I recently read an article about the mathematics of beauty. Researchers found out that beauty is not in the eye of the beholder, and that beauty can indeed be quantified. If you want to read the article, here is a link.

Now, if it is possible to describe what beauty is using mathematical formulas, maybe it is also possible to look at the issue the other way around. Can math itself be considered beautiful or ugly? I did find an answer to this question by the English mathematician G. H. Hardy (1877-1947):

“The mathematician’s patterns, like the painter’s or the poet’s must be beautiful; the ideas, like the colours or the words must fit together in a harmonious way. Beauty is the first test: there is no permanent place in this world for ugly mathematics.’’ G. H. Hardy

 - (C) Oliver Kim
The beauty of math: example 1. Symmetry may be an important criterion for judging something as beautiful.
 - (C) Oliver Kim
The beauty of math: example 2
 - (C) Oliver Kim
The beauty of math: example 3
 - (C) Oliver Kim
The beauty of math: example 4
 - (C) Oliver Kim
Euler's Identity is considered, by many, the most beautiful formula in mathematics.
Imagine that you are working on a math problem. You do your calculations and you calculate an answer to the problem. Let’s say that the solution turns out to be 23.119231. Someone else works on the same math problem and also comes up with an answer. In this case turns out to be exactly 1. Evidently one of you two made a calculation mistake. Which answer do you tend to trust more, the 23.119231 or the 1? Which one of the two is more likely to be correct? Many people would distrust the 23.119231 much more because it is an “ugly” answer. The 1 is simply the more “beautiful” answer. But from a mathematical standpoint, there is no real reason why the 1 should be given a preference. Seen from a purely statistical viewpoint, both numbers are equally likely to occur. Still, many of us prefer the 1. Let’s think back a bit and be honest, have we not all once said the words “this is not a beautiful solution”, “this answer doesn’t look nice” or “what a nice result” when solving math problems? Cuolt it be that we are using beauty as a “truth test”? Do we consider a beautiful answer more likely to be correct?
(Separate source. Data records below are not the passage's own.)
//! Multi-Timeframe Aggregator
//!
//! Rolls 1-minute candles into N-minute candles whose windows are aligned to
//! the session open rather than the wall clock, and derives an SMA trend bias
//! with hysteresis: the bias only flips after `confirm_candles` consecutive
//! completed bars close on the same side of the SMA.

use chrono::{DateTime, NaiveTime, Timelike};
use chrono_tz::Tz;
use std::collections::{HashMap, VecDeque};
use tracing::info;

use super::signals::PullbackLevels;
use crate::config::TimeframeConfig;
use crate::types::{Bias, Ohlcv, Side};

/// Swing references over the last few completed bars
#[derive(Debug, Clone, Copy, PartialEq)]
pub struct HtfLevels {
    pub high: f64,
    pub low: f64,
    pub close: f64,
}

impl From<HtfLevels> for PullbackLevels {
    fn from(levels: HtfLevels) -> Self {
        PullbackLevels {
            support: Some(levels.low),
            resistance: Some(levels.high),
        }
    }
}

#[derive(Debug, Default)]
struct Frame {
    window_start: i64,
    current: Option<Ohlcv>,
    history: VecDeque<Ohlcv>,
    bias: Option<Bias>,
    /// Direction of the current run of closes vs SMA, and its length
    streak: Option<(Bias, usize)>,
}

pub struct TimeframeAggregator {
    config: TimeframeConfig,
    tz: Tz,
    session_open_secs: i64,
    frames: HashMap<String, Frame>,
}

impl TimeframeAggregator {
    pub fn new(config: TimeframeConfig, tz: Tz, session_open: NaiveTime) -> Self {
        Self {
            config,
            tz,
            session_open_secs: session_open.num_seconds_from_midnight() as i64,
            frames: HashMap::new(),
        }
    }

    pub fn minutes(&self) -> u32 {
        self.config.minutes
    }

    fn history_cap(&self) -> usize {
        self.config.sma_period + 10
    }

    /// Start (UTC ms) of the session-aligned window containing `ts_ms`
    pub fn window_start(&self, ts_ms: i64) -> i64 {
        let Some(utc) = DateTime::from_timestamp_millis(ts_ms) else {
            return ts_ms;
        };
        let local = utc.with_timezone(&self.tz);
        let since_midnight = local.num_seconds_from_midnight() as i64;
        let since_open = (since_midnight - self.session_open_secs).max(0);
        let window = self.config.minutes as i64 * 60;
        let index = since_open / window;

        let midnight_secs = ts_ms.div_euclid(1000) - since_midnight;
        (midnight_secs + self.session_open_secs + index * window) * 1000
    }

    /// Feed a 1-minute candle. Returns the completed higher-timeframe candle
    /// when this candle opens a new window.
    pub fn on_candle(&mut self, symbol: &str, candle: &Ohlcv) -> Option<Ohlcv> {
        let start = self.window_start(candle.ts_ms);
        let cap = self.history_cap();
        let sma_period = self.config.sma_period;
        let confirm = self.config.confirm_candles;
        let minutes = self.config.minutes;

        let frame = self.frames.entry(symbol.to_string()).or_insert_with(|| Frame {
            window_start: start,
            ..Default::default()
        });

        let mut completed = None;
        if start > frame.window_start {
            if let Some(done) = frame.current.take() {
                push_history(frame, done, cap);
                if let Some(bias) = update_bias(frame, &done, sma_period, confirm) {
                    info!(
                        "[{}m] {} BIAS: {:?} (close {:.2})",
                        minutes, symbol, bias, done.close
                    );
                }
                completed = Some(done);
            }
            frame.window_start = start;
        }

        frame.current = Some(match frame.current {
            None => *candle,
            Some(agg) => Ohlcv {
                open: agg.open,
                high: agg.high.max(candle.high),
                low: agg.low.min(candle.low),
                close: candle.close,
                volume: agg.volume + candle.volume,
                ts_ms: candle.ts_ms,
            },
        });
        completed
    }

    /// Cold start from persisted higher-timeframe candles, oldest first
    pub fn seed(&mut self, symbol: &str, candles: &[Ohlcv]) {
        let cap = self.history_cap();
        let sma_period = self.config.sma_period;
        let confirm = self.config.confirm_candles;
        let frame = self.frames.entry(symbol.to_string()).or_default();

        for c in candles {
            if frame.history.back().is_some_and(|last| last.ts_ms >= c.ts_ms) {
                continue;
            }
            push_history(frame, *c, cap);
            update_bias(frame, c, sma_period, confirm);
        }
        if !candles.is_empty() {
            info!(
                "[{}m] Seeded {} candles for {} (bias {:?})",
                self.config.minutes,
                frame.history.len(),
                symbol,
                frame.bias
            );
        }
    }

    pub fn bias(&self, symbol: &str) -> Option<Bias> {
        self.frames.get(symbol).and_then(|f| f.bias)
    }

    pub fn sma(&self, symbol: &str) -> Option<f64> {
        self.frames.get(symbol).and_then(|f| sma(&f.history, self.config.sma_period))
    }

    /// Needs at least three completed bars; uses up to the last five
    pub fn levels(&self, symbol: &str) -> Option<HtfLevels> {
        let frame = self.frames.get(symbol)?;
        if frame.history.len() < 3 {
            return None;
        }
        let recent: Vec<&Ohlcv> = frame.history.iter().rev().take(5).collect();
        Some(HtfLevels {
            high: recent.iter().map(|c| c.high).fold(f64::MIN, f64::max),
            low: recent.iter().map(|c| c.low).fold(f64::MAX, f64::min),
            close: recent[0].close,
        })
    }

    /// LONG only under a bullish bias, SHORT only under bearish; no bias, no trade
    pub fn allow_trade(&self, symbol: &str, side: Side) -> bool {
        self.bias(symbol).is_some_and(|b| b.side() == side)
    }
}

fn push_history(frame: &mut Frame, candle: Ohlcv, cap: usize) {
    frame.history.push_back(candle);
    while frame.history.len() > cap {
        frame.history.pop_front();
    }
}

fn sma(history: &VecDeque<Ohlcv>, period: usize) -> Option<f64> {
    if period == 0 || history.len() < period {
        return None;
    }
    let sum: f64 = history.iter().rev().take(period).map(|c| c.close).sum();
    Some(sum / period as f64)
}

/// Returns the bias if this bar confirmed (or re-confirmed) it
fn update_bias(frame: &mut Frame, candle: &Ohlcv, period: usize, confirm: usize) -> Option<Bias> {
    let sma = sma(&frame.history, period)?;
    let direction = if candle.close > sma {
        Bias::Bullish
    } else if candle.close < sma {
        Bias::Bearish
    } else {
        return None;
    };

    let count = match frame.streak {
        Some((d, n)) if d == direction => n + 1,
        _ => 1,
    };
    frame.streak = Some((direction, count));

    if count >= confirm {
        frame.bias = Some(direction);
        Some(direction)
    } else {
        None
    }
}

#[cfg(test)]
mod tests {
    use super::*;
    use chrono::{NaiveDate, TimeZone};

    fn aggregator(minutes: u32, sma_period: usize, confirm: usize) -> TimeframeAggregator {
        TimeframeAggregator::new(
            TimeframeConfig { minutes, sma_period, confirm_candles: confirm },
            chrono_tz::Asia::Kolkata,
            NaiveTime::from_hms_opt(9, 15, 0).unwrap(),
        )
    }

    fn ist_ms(h: u32, m: u32) -> i64 {
        chrono_tz::Asia::Kolkata
            .from_local_datetime(&NaiveDate::from_ymd_opt(2025, 3, 10).unwrap().and_hms_opt(h, m, 0).unwrap())
            .unwrap()
            .timestamp_millis()
    }

    fn bar(close: f64, ts_ms: i64) -> Ohlcv {
        Ohlcv { open: close, high: close + 1.0, low: close - 1.0, close, volume: 10.0, ts_ms }
    }

    #[test]
    fn test_windows_align_to_session_open() {
        let agg = aggregator(60, 20, 3);
        assert_eq!(agg.window_start(ist_ms(9, 15)), ist_ms(9, 15));
        assert_eq!(agg.window_start(ist_ms(10, 14)), ist_ms(9, 15));
        assert_eq!(agg.window_start(ist_ms(10, 15)), ist_ms(10, 15));
        assert_eq!(agg.window_start(ist_ms(11, 0)), ist_ms(10, 15));
        // Pre-open folds into the first window
        assert_eq!(agg.window_start(ist_ms(9, 0)), ist_ms(9, 15));
    }

    #[test]
    fn test_rollover_emits_aggregate() {
        let mut agg = aggregator(60, 20, 3);
        assert!(agg.on_candle("X", &bar(100.0, ist_ms(9, 16))).is_none());
        assert!(agg.on_candle("X", &bar(103.0, ist_ms(9, 45))).is_none());

        let first = agg.on_candle("X", &bar(101.0, ist_ms(10, 15))).unwrap();
        assert_eq!((first.open, first.close), (100.0, 103.0));
        assert_eq!(first.high, 104.0);

        assert!(agg.on_candle("X", &bar(102.0, ist_ms(10, 16))).is_none());
        let done = agg.on_candle("X", &bar(99.0, ist_ms(11, 15))).unwrap();
        assert_eq!(done.open, 101.0);
        assert_eq!(done.close, 102.0);
        assert_eq!(done.volume, 20.0);
        assert_eq!(done.ts_ms, ist_ms(10, 16));
    }

    #[test]
    fn test_bias_requires_consecutive_confirmation() {
        let mut agg = aggregator(60, 3, 2);
        let closes = [100.0, 100.0, 100.0, 103.0, 104.0];
        let candles: Vec<Ohlcv> = closes.iter().enumerate().map(|(i, c)| bar(*c, i as i64)).collect();

        agg.seed("X", &candles[..4]);
        assert_eq!(agg.bias("X"), None);
        assert!(!agg.allow_trade("X", Side::Long));
        assert!(!agg.allow_trade("X", Side::Short));

        agg.seed("X", &candles[4..]);
        assert_eq!(agg.bias("X"), Some(Bias::Bullish));
        assert!(agg.allow_trade("X", Side::Long));
        assert!(!agg.allow_trade("X", Side::Short));
    }

    #[test]
    fn test_levels_need_three_bars() {
        let mut agg = aggregator(60, 20, 3);
        let candles: Vec<Ohlcv> = (0..6).map(|i| bar(100.0 + i as f64, i)).collect();
        agg.seed("X", &candles[..2]);
        assert!(agg.levels("X").is_none());

        agg.seed("X", &candles[2..]);
        let levels = agg.levels("X").unwrap();
        // Last five closes 101..105
        assert_eq!(levels.high, 106.0);
        assert_eq!(levels.low, 100.0);
        assert_eq!(levels.close, 105.0);
    }
}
Pythagoras (c. 570-c. 495 BC), for example, was very unhappy about the discovery of irrational numbers. These are numbers that can not be expressed in simple ratios of two natural numbers. Irrational numbers have an infinite number of decimal places and these do not repeat. Pythagoras considered irrational numbers so “ugly” (even though he probably did not use this term), that he considered the existence of irrational numbers as a flaw in nature.
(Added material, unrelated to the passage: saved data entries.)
//! In-memory store, also the state model shared with `FileStore`

use serde::{Deserialize, Serialize};
use std::collections::HashMap;
use std::sync::atomic::{AtomicBool, Ordering};
use std::sync::Mutex;

use super::{StoreError, StoreResult, TradeStore};
use crate::trading_core::footprint::FootprintBar;
use crate::trading_core::trades::{ExitReason, StructureLevel, Trade, TradeStatus};
use crate::types::Ohlcv;

#[derive(Debug, Clone, Serialize, Deserialize)]
pub(crate) struct ContextCandle {
    pub symbol: String,
    pub timeframe: u32,
    pub candle: Ohlcv,
}

/// Everything a store persists, in upsert-friendly form
#[derive(Debug, Default, Serialize, Deserialize)]
pub(crate) struct StoreState {
    pub trades: Vec<Trade>,
    pub watermarks: HashMap<String, i64>,
    pub levels: Vec<StructureLevel>,
    pub context: Vec<ContextCandle>,
    #[serde(skip)]
    pub footprints: Vec<FootprintBar>,
}

impl StoreState {
    pub fn save_open_trade(&mut self, trade: &Trade) {
        match self.trades.iter_mut().find(|t| t.id == trade.id) {
            Some(existing) => *existing = trade.clone(),
            None => self.trades.push(trade.clone()),
        }
    }

    pub fn close_trade(
        &mut self,
        symbol: &str,
        exit_price: f64,
        exit_ts: i64,
        reason: ExitReason,
        pnl: f64,
    ) -> StoreResult<()> {
        let open = self
            .trades
            .iter_mut()
            .filter(|t| t.symbol == symbol && t.status == TradeStatus::Open)
            .max_by_key(|t| t.entry_ts);

        match open {
            Some(trade) => {
                trade.exit_price = Some(exit_price);
                trade.exit_ts = Some(exit_ts);
                trade.reason = Some(reason);
                trade.pnl = Some(pnl);
                trade.status = TradeStatus::Closed;
                Ok(())
            }
            None => {
                // Replayed close of a trade that already closed
                let already = self
                    .trades
                    .iter()
                    .any(|t| t.symbol == symbol && t.exit_ts == Some(exit_ts));
                if already {
                    Ok(())
                } else {
                    Err(StoreError::NoOpenTrade(symbol.to_string()))
                }
            }
        }
    }

    pub fn trades_with(&self, status: TradeStatus) -> Vec<Trade> {
        self.trades.iter().filter(|t| t.status == status).cloned().collect()
    }

    pub fn update_last_candle_ts(&mut self, symbol: &str, ts: i64) {
        let mark = self.watermarks.entry(symbol.to_string()).or_insert(ts);
        *mark = (*mark).max(ts);
    }

    pub fn upsert_level(&mut self, level: &StructureLevel) {
        let existing = self
            .levels
            .iter_mut()
            .find(|l| l.symbol == level.symbol && l.side == level.side && l.price == level.price);
        match existing {
            Some(l) => {
                l.created_ts = l.created_ts.min(level.created_ts);
                l.last_used_ts = l.last_used_ts.max(level.last_used_ts);
            }
            None => self.levels.push(level.clone()),
        }
    }

    pub fn save_context_candle(&mut self, symbol: &str, timeframe: u32, candle: &Ohlcv) {
        let existing = self
            .context
            .iter_mut()
            .find(|c| c.symbol == symbol && c.timeframe == timeframe && c.candle.ts_ms == candle.ts_ms);
        match existing {
            Some(c) => c.candle = *candle,
            None => self.context.push(ContextCandle {
                symbol: symbol.to_string(),
                timeframe,
                candle: *candle,
            }),
        }
    }

    pub fn load_context_candles(&self, symbol: &str, timeframe: u32, limit: usize) -> Vec<Ohlcv> {
        let mut candles: Vec<Ohlcv> = self
            .context
            .iter()
            .filter(|c| c.symbol == symbol && c.timeframe == timeframe)
            .map(|c| c.candle)
            .collect();
        candles.sort_by_key(|c| c.ts_ms);
        let skip = candles.len().saturating_sub(limit);
        candles.split_off(skip)
    }

    pub fn save_footprint(&mut self, bar: &FootprintBar) {
        match self
            .footprints
            .iter_mut()
            .find(|b| b.symbol == bar.symbol && b.ts_ms == bar.ts_ms)
        {
            Some(existing) => *existing = bar.clone(),
            None => self.footprints.push(bar.clone()),
        }
    }
}

/// Process-local store. `set_unavailable` simulates an outage.
#[derive(Debug, Default)]
pub struct MemoryStore {
    state: Mutex<StoreState>,
    unavailable: AtomicBool,
}

impl MemoryStore {
    pub fn new() -> Self {
        Self::default()
    }

    pub fn set_unavailable(&self, down: bool) {
        self.unavailable.store(down, Ordering::SeqCst);
    }

    pub fn footprints(&self) -> Vec<FootprintBar> {
        self.state.lock().map(|s| s.footprints.clone()).unwrap_or_default()
    }

    fn with_state<T>(&self, f: impl FnOnce(&mut StoreState) -> StoreResult<T>) -> StoreResult<T> {
        if self.unavailable.load(Ordering::SeqCst) {
            return Err(StoreError::Unavailable("memory store offline".into()));
        }
        let mut state = self
            .state
            .lock()
            .map_err(|_| StoreError::Unavailable("memory store poisoned".into()))?;
        f(&mut state)
    }
}

impl TradeStore for MemoryStore {
    fn save_open_trade(&self, trade: &Trade) -> StoreResult<()> {
        self.with_state(|s| {
            s.save_open_trade(trade);
            Ok(())
        })
    }

    fn close_trade(
        &self,
        symbol: &str,
        exit_price: f64,
        exit_ts: i64,
        reason: ExitReason,
        pnl: f64,
    ) -> StoreResult<()> {
        self.with_state(|s| s.close_trade(symbol, exit_price, exit_ts, reason, pnl))
    }

    fn load_open_trades(&self) -> StoreResult<Vec<Trade>> {
        self.with_state(|s| Ok(s.trades_with(TradeStatus::Open)))
    }

    fn load_closed_trades(&self) -> StoreResult<Vec<Trade>> {
        self.with_state(|s| Ok(s.trades_with(TradeStatus::Closed)))
    }

    fn get_last_candle_ts(&self, symbol: &str) -> StoreResult<Option<i64>> {
        self.with_state(|s| Ok(s.watermarks.get(symbol).copied()))
    }

    fn update_last_candle_ts(&self, symbol: &str, ts: i64) -> StoreResult<()> {
        self.with_state(|s| {
            s.update_last_candle_ts(symbol, ts);
            Ok(())
        })
    }

    fn upsert_level(&self, level: &StructureLevel) -> StoreResult<()> {
        self.with_state(|s| {
            s.upsert_level(level);
            Ok(())
        })
    }

    fn load_levels_for_all(&self) -> StoreResult<Vec<StructureLevel>> {
        self.with_state(|s| Ok(s.levels.clone()))
    }

    fn save_footprint(&self, _symbol: &str, bar: &FootprintBar) -> StoreResult<()> {
        self.with_state(|s| {
            s.save_footprint(bar);
            Ok(())
        })
    }

    fn save_context_candle(&self, symbol: &str, timeframe: u32, candle: &Ohlcv) -> StoreResult<()> {
        self.with_state(|s| {
            s.save_context_candle(symbol, timeframe, candle);
            Ok(())
        })
    }

    fn load_context_candles(&self, symbol: &str, timeframe: u32, limit: usize) -> StoreResult<Vec<Ohlcv>> {
        self.with_state(|s| Ok(s.load_context_candles(symbol, timeframe, limit)))
    }
}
I wonder now, how does beautiful math look like? And what is ugly math? Isn’t math simply math? How can we ascribe qualities such as beauty and ugliness to abstract concepts such as math, or even the sciences, I wonder. Now, I think that a mathematical formula or scientific theory is beautiful if it fulfills two criteria:

  • The formula, proof, theory or experiment must be simple. Simplicity is an important component of beauty.
  • It must also possess much explanatory power (a clumsy term, I know. But I couldn’t come up with a better term). With explanatory power I mean that it must be able to link or connect seemingly unrelated concepts. The explanatory power of a mathematical formula (or even a scientific theory) is its ability to explain how two seemingly unrelated ideas are connected.

In summary:

beauty = simplicity * explanatory power

Isn’t this a beautiful formula? Just in case you are worried that I’m really getting carried away here, I’m not being very serious here, but a little bit maybe….. The formula 1+1=2 may be very simple, but it really does not explain very much. It does not really connect different concepts together. So the overall beauty of the formula is quite low. In contrast, I consider Albert Einstein’s famous equation E=mc² a very beautiful equation. The equation links mass, energy and the speed of light, three at first sight seemingly completely unrelated concepts, in a simple straight forward formula.
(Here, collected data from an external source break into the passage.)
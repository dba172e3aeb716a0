//! Ordered per-symbol dispatch
//!
//! Feed producers push into one bounded ingress channel. A router task pins
//! each symbol to a worker by hash and forwards into that worker's bounded
//! queue, so a symbol's messages are applied in arrival order while
//! different symbols run in parallel. Each worker owns a `DecisionEngine`
//! on a blocking thread; the store is the only shared resource.

use anyhow::{Context, Result};
use futures::future::join_all;
use std::collections::hash_map::DefaultHasher;
use std::hash::{Hash, Hasher};
use std::sync::Arc;
use tokio::sync::{broadcast, mpsc};
use tokio::task::JoinHandle;
use tracing::{info, warn};

use crate::config::EngineConfig;
use crate::events::EngineEvent;
use crate::feed::FeedMessage;
use crate::persistence::TradeStore;
use crate::trading_core::DecisionEngine;

/// Worker index a symbol is pinned to
pub fn worker_for(symbol: &str, workers: usize) -> usize {
    let mut hasher = DefaultHasher::new();
    symbol.hash(&mut hasher);
    (hasher.finish() % workers.max(1) as u64) as usize
}

/// Per-worker summary returned at shutdown
#[derive(Debug, Clone, Default, PartialEq)]
pub struct WorkerReport {
    pub worker: usize,
    pub processed: u64,
    pub actions: u64,
    pub open_trades: usize,
    pub closed_trades: usize,
    /// Trade writes still unpersisted after the shutdown flush
    pub pending_writes: usize,
}

pub struct Dispatcher {
    ingress: mpsc::Sender<FeedMessage>,
    router: JoinHandle<()>,
    workers: Vec<JoinHandle<WorkerReport>>,
}

impl Dispatcher {
    /// Build and rehydrate one engine per worker, then start routing.
    /// Rehydration finishes before any worker sees a live message.
    pub async fn start(
        config: EngineConfig,
        store: Arc<dyn TradeStore>,
        events: Option<broadcast::Sender<EngineEvent>>,
        now_ms: i64,
    ) -> Result<Self> {
        let count = config.dispatch.workers.max(1);
        let capacity = config.dispatch.queue_capacity.max(1);

        let mut senders = Vec::with_capacity(count);
        let mut workers = Vec::with_capacity(count);
        for idx in 0..count {
            let config = config.clone();
            let store = Arc::clone(&store);
            let events = events.clone();
            let engine = tokio::task::spawn_blocking(move || {
                let mut engine = DecisionEngine::new(config, store, events);
                let restored = engine.rehydrate_where(now_ms, |symbol| worker_for(symbol, count) == idx)?;
                Ok::<_, crate::error::EngineError>((engine, restored))
            })
            .await
            .context("Rehydration task panicked")?;
            let (engine, restored) = engine.with_context(|| format!("Worker {} rehydration failed", idx))?;
            info!("Worker {} ready ({} open trades restored)", idx, restored);

            let (tx, rx) = mpsc::channel(capacity);
            senders.push(tx);
            workers.push(tokio::task::spawn_blocking(move || run_worker(idx, engine, rx)));
        }

        let (ingress, mut ingress_rx) = mpsc::channel::<FeedMessage>(capacity);
        let router = tokio::spawn(async move {
            while let Some(message) = ingress_rx.recv().await {
                let idx = worker_for(message.symbol(), senders.len());
                if senders[idx].send(message).await.is_err() {
                    warn!("Worker {} stopped; dropping message", idx);
                }
            }
        });

        Ok(Self { ingress, router, workers })
    }

    /// Handle for producers; usable from any thread via `blocking_send`
    pub fn sender(&self) -> mpsc::Sender<FeedMessage> {
        self.ingress.clone()
    }

    pub async fn send(&self, message: FeedMessage) -> Result<()> {
        self.ingress
            .send(message)
            .await
            .map_err(|_| anyhow::anyhow!("Dispatcher router stopped"))
    }

    /// Close ingress, drain every queue, flush each engine and collect the
    /// reports. Waits for outstanding `sender()` clones to drop.
    pub async fn shutdown(self) -> Result<Vec<WorkerReport>> {
        let Self { ingress, router, workers } = self;
        drop(ingress);
        router.await.context("Router task panicked")?;

        let mut reports = Vec::with_capacity(workers.len());
        for result in join_all(workers).await {
            reports.push(result.context("Worker task panicked")?);
        }
        Ok(reports)
    }
}

fn run_worker(idx: usize, mut engine: DecisionEngine, mut rx: mpsc::Receiver<FeedMessage>) -> WorkerReport {
    let mut report = WorkerReport {
        worker: idx,
        ..Default::default()
    };
    let mut last_ts = None;

    while let Some(message) = rx.blocking_recv() {
        report.processed += 1;
        last_ts = Some(last_ts.map_or(message.ts_ms(), |t: i64| t.max(message.ts_ms())));
        if engine.on_message(message).is_some() {
            report.actions += 1;
        }
    }

    let flush_ts = last_ts.unwrap_or_else(|| chrono::Utc::now().timestamp_millis());
    report.pending_writes = engine.flush(flush_ts);
    report.open_trades = engine.open_trades().count();
    report.closed_trades = engine.closed_trades().len();
    info!(
        "Worker {} stopped | {} messages | {} actions | {} open | {} pending writes",
        idx, report.processed, report.actions, report.open_trades, report.pending_writes
    );
    report
}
Still, Einstein’s formula is topped by Euler’s Identity (this is the name of the formula). This one is considered by many people to be “greatest equation ever” (PhysicsWorld, 2004), and Paul Nahin from the University of New Hampshire stated that Euler’s Identity is “the gold standard for mathematical beauty.” He even dedicated a whole 400-page book to the formula.

Euler’s identity is a remarkably simple formula. It links five important constants: Euler’s constant e, pi, imaginary number i, 0 and 1. The formula is considered beautiful not only because of its simplicity. It is considered beautiful because it links five seemingly unrelated constants together. What do imaginary numbers, pi, e, 0 and 1 have to do with each other? They seem to be completely unconnected in our everyday life and experience! Yet, Euler’s formula is able to uncover a connection. It therefore possesses a high explanatory power on how these numbers are related to each other.

The concept of beauty is not only limited to math, but can also be found in related areas such as in computer science. Computer programmers don’t use the word “beauty”, however, when they want to characterize an algorithm that they devised. They like to use the term “elegant”. A computer programmer who comes up a very effective, original and short solution to a complicated problem, then the programmer would say: “I’ve found an elegant solution to the problem.”. Even mathematicians use the term “elegance” when they want to characterize short and effective mathematical proofs.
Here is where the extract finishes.